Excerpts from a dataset
◇ ◇ ◇ ◇
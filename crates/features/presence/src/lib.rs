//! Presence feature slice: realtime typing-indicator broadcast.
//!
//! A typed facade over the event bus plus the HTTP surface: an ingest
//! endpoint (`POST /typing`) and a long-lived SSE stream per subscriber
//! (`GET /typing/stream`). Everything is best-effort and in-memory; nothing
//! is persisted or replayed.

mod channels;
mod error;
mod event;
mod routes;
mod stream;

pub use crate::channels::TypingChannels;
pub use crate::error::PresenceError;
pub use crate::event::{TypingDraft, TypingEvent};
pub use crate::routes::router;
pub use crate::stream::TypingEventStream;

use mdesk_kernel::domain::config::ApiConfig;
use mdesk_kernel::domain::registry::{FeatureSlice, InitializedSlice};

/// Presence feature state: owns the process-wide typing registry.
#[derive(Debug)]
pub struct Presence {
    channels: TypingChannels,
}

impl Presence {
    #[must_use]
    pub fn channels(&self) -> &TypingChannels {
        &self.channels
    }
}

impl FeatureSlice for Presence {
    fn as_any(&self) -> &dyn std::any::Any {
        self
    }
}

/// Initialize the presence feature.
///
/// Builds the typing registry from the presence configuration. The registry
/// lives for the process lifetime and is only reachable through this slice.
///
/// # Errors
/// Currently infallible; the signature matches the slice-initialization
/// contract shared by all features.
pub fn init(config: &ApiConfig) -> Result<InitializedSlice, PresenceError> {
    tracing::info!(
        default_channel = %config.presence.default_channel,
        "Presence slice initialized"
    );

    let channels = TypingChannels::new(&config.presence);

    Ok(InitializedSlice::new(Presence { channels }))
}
◇ ◇ ◇ ◇
Each line, beginning at the one that contains "persisted or replayed." and continuing through the end of the records, must be written out exactly, first and last included.

//! is persisted or replayed.

mod channels;
mod error;
mod event;
mod routes;
mod stream;

pub use crate::channels::TypingChannels;
pub use crate::error::PresenceError;
pub use crate::event::{TypingDraft, TypingEvent};
pub use crate::routes::router;
pub use crate::stream::TypingEventStream;

use mdesk_kernel::domain::config::ApiConfig;
use mdesk_kernel::domain::registry::{FeatureSlice, InitializedSlice};

/// Presence feature state: owns the process-wide typing registry.
#[derive(Debug)]
pub struct Presence {
    channels: TypingChannels,
}

impl Presence {
    #[must_use]
    pub fn channels(&self) -> &TypingChannels {
        &self.channels
    }
}

impl FeatureSlice for Presence {
    fn as_any(&self) -> &dyn std::any::Any {
        self
    }
}

/// Initialize the presence feature.
///
/// Builds the typing registry from the presence configuration. The registry
/// lives for the process lifetime and is only reachable through this slice.
///
/// # Errors
/// Currently infallible; the signature matches the slice-initialization
/// contract shared by all features.
pub fn init(config: &ApiConfig) -> Result<InitializedSlice, PresenceError> {
    tracing::info!(
        default_channel = %config.presence.default_channel,
        "Presence slice initialized"
    );

    let channels = TypingChannels::new(&config.presence);

    Ok(InitializedSlice::new(Presence { channels }))
}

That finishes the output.